The comment was intended to be sarcastic. Besides, CR is not the place for a debate over net neutrality. That said, time will tell if this is a good move or not for the typical user and what will be the cost impact. Years ago I used to manage a nationwide corporate computer network. Based on that background I have little confidence the FCC can improve anything. Perhaps I am wrong; but there are several extremely technical network management issues that are totally misunderstood or overlooked by this very politically driven FCC move. The general media representation that this will benefit the average user is by no means the full story. Look into the publications of IEEE and other technical societies to see examples of the problems that will result from the intended government controls.


----------



## privatebydesign (Mar 9, 2015)

Yes, I'd far rather trust the cable companies, they are so reasonable, fair, efficient and such good value!


----------



## lintoni (Mar 9, 2015)

privatebydesign said:


> Yes, I'd far rather trust the cable companies, they are so reasonable, fair, efficient and such good value!


----------



## unfocused (Mar 9, 2015)

I don't know how this discussion veered off into "net neutrality" but achieving "neutrality" by reclassifying broadband access as a telecommunications service (As the FTC has now done) ought to scare anyone who values internet privacy, freedom and innovation.
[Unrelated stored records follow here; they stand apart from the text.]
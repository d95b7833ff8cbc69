//! Open-addressed index of block checksums, keyed on Adler-32.
//!
//! Adler-32 collisions are cheap to fabricate, so a hostile candidate
//! file could stuff one bucket and turn every window check into a long
//! probe walk. The table caps the probe distance instead: a block whose
//! insertion would land more than `MAX_ADLER_COLLISIONS` slots from its
//! ideal position is left out of the index entirely (it stays in the
//! checksum table and simply can never be matched).

use super::table::ChecksumTable;
use crate::settings::MAX_ADLER_COLLISIONS;

/// Slot values are 1-based block indices; 0 marks an empty slot.
#[derive(Debug)]
pub(crate) struct BlockHash {
    slots: Vec<u32>,
}

fn is_prime(num: u64) -> bool {
    // Candidates below are 1 or 5 mod 6, so 2 and 3 never divide them.
    let mut i = 5;
    while i * i <= num {
        if num % i == 0 {
            return false;
        }
        i += 2;
    }
    true
}

/// Smallest usable table size for `blockcnt` entries: a prime reached
/// from `((blockcnt+1)/2)*6 + 1` by alternating +4/+2 steps, which keeps
/// every candidate at 1 or 5 mod 6.
fn table_size(blockcnt: usize) -> usize {
    let mut cnt = ((blockcnt as u64 + 1) / 2) * 6 + 1;
    loop {
        if is_prime(cnt) {
            break;
        }
        cnt += 4;
        if is_prime(cnt) {
            break;
        }
        cnt += 2;
    }
    cnt as usize
}

impl BlockHash {
    /// Index every block of `table`, chaining SHA-1 duplicates through
    /// `table.next` so only the chain head occupies a slot.
    pub(crate) fn build(table: &mut ChecksumTable) -> BlockHash {
        let m = table_size(table.block_count());
        let mut slots = vec![0u32; m];
        for i in 0..table.block_count() {
            let mut o = table.blocks[i].adler as usize % m;
            if slots[o] != 0 {
                let mut col = 0;
                loop {
                    let occupant = slots[o] as usize - 1;
                    if table.blocks[occupant].sha1 == table.blocks[i].sha1 {
                        // Same strong checksum: the new block becomes the
                        // chain head, the old head moves behind it.
                        table.next[i] = slots[o];
                        break;
                    }
                    o = (o + 1) % m;
                    col += 1;
                    if col > MAX_ADLER_COLLISIONS {
                        break;
                    }
                    if slots[o] == 0 {
                        break;
                    }
                }
                if col > MAX_ADLER_COLLISIONS {
                    continue;
                }
            }
            slots[o] = i as u32 + 1;
        }
        BlockHash { slots }
    }

    /// Whether any indexed block carries this Adler value.
    pub(crate) fn has_adler(&self, table: &ChecksumTable, adler: u32) -> bool {
        let m = self.slots.len();
        let mut o = adler as usize % m;
        loop {
            match self.slots[o] {
                0 => return false,
                idx if table.blocks[idx as usize - 1].adler == adler => return true,
                _ => o = (o + 1) % m,
            }
        }
    }

    /// 1-based index of the first block matching both checksums, or 0.
    pub(crate) fn find(&self, table: &ChecksumTable, adler: u32, sha1: &[u8; 20]) -> u32 {
        let m = self.slots.len();
        let mut o = adler as usize % m;
        loop {
            match self.slots[o] {
                0 => return 0,
                idx => {
                    let block = &table.blocks[idx as usize - 1];
                    if block.adler == adler && block.sha1 == *sha1 {
                        return idx;
                    }
                    o = (o + 1) % m;
                }
            }
        }
    }

    /// Drop the chain head matching both checksums, then walk the
    /// cluster behind it, moving any trailing entry back to its now-free
    /// ideal slot; the walk stops at the next empty slot.
    pub(crate) fn remove(&mut self, table: &ChecksumTable, adler: u32, sha1: &[u8; 20]) {
        let m = self.slots.len();
        let mut o = adler as usize % m;
        loop {
            match self.slots[o] {
                0 => {
                    tracing::debug!(adler, "hash entry to remove is already gone");
                    return;
                }
                idx => {
                    let block = &table.blocks[idx as usize - 1];
                    if block.adler == adler && block.sha1 == *sha1 {
                        break;
                    }
                    o = (o + 1) % m;
                }
            }
        }
        self.slots[o] = 0;
        loop {
            o = (o + 1) % m;
            let idx = self.slots[o];
            if idx == 0 {
                return;
            }
            let ideal = table.blocks[idx as usize - 1].adler as usize % m;
            if ideal != o && self.slots[ideal] == 0 {
                self.slots[ideal] = idx;
                self.slots[o] = 0;
            }
        }
    }
}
This opens up the possibility of a broad range of regulatory requirements that will have a far more detrimental impact on internet access than the problem it was supposed to fix. In order to protect their jobs, regulators need to be regulating something and this new ruling will give them an opportunity to wade into a whole range of regulatory schemes with the potential for all sorts of unintended consequences and innovation-crushing rules.


----------



## privatebydesign (Mar 9, 2015)

unfocused said:


> I don't know how this discussion veered off into "net neutrality" but achieving "neutrality" by reclassifying broadband access as a telecommunications service (As the FTC has now done) ought to scare anyone who values internet privacy, freedom and innovation.
> 
> This opens up the possibility of a broad range of regulatory requirements that will have a far more detrimental impact on internet access than the problem it was supposed to fix. In order to protect their jobs, regulators need to be regulating something and this new ruling will give them an opportunity to wade into a whole range of regulatory schemes with the potential for all sorts of unintended consequences and innovation-crushing rules.



In a choice between incompetent fools who are bought and paid for by money grabbing criminally inclined corporations, and putting 100% trust directly in those money grabbing criminally inclined corporations, one can't fail to believe, however naively, that at least we might have some sway over the former.

The problem isn't the way it works now, the problem is the way the cable companies are pushing it to work. Roll on Chattanooga, that is how all cable should be financed and run. Do you know how much internet costs and the standard bandwidth you get in South Korea? Can you explain how the capitalist credo is working in an industry where most consumers have the choice of one provider? And where the two biggest providers by far are being given a green light to merge into a single mega corporation?


----------



## IgotGASbadDude (Mar 9, 2015)

CanonFanBoy said:


> I have a smart phone. So does the wife. So does our 20 something daughter. Between us all I do not think more than 20 photos have been taken with those phones in the nearly two years we've had them. Then again, we all have trouble making duck faces



Not everyone makes those STUPID duck face photos . . . 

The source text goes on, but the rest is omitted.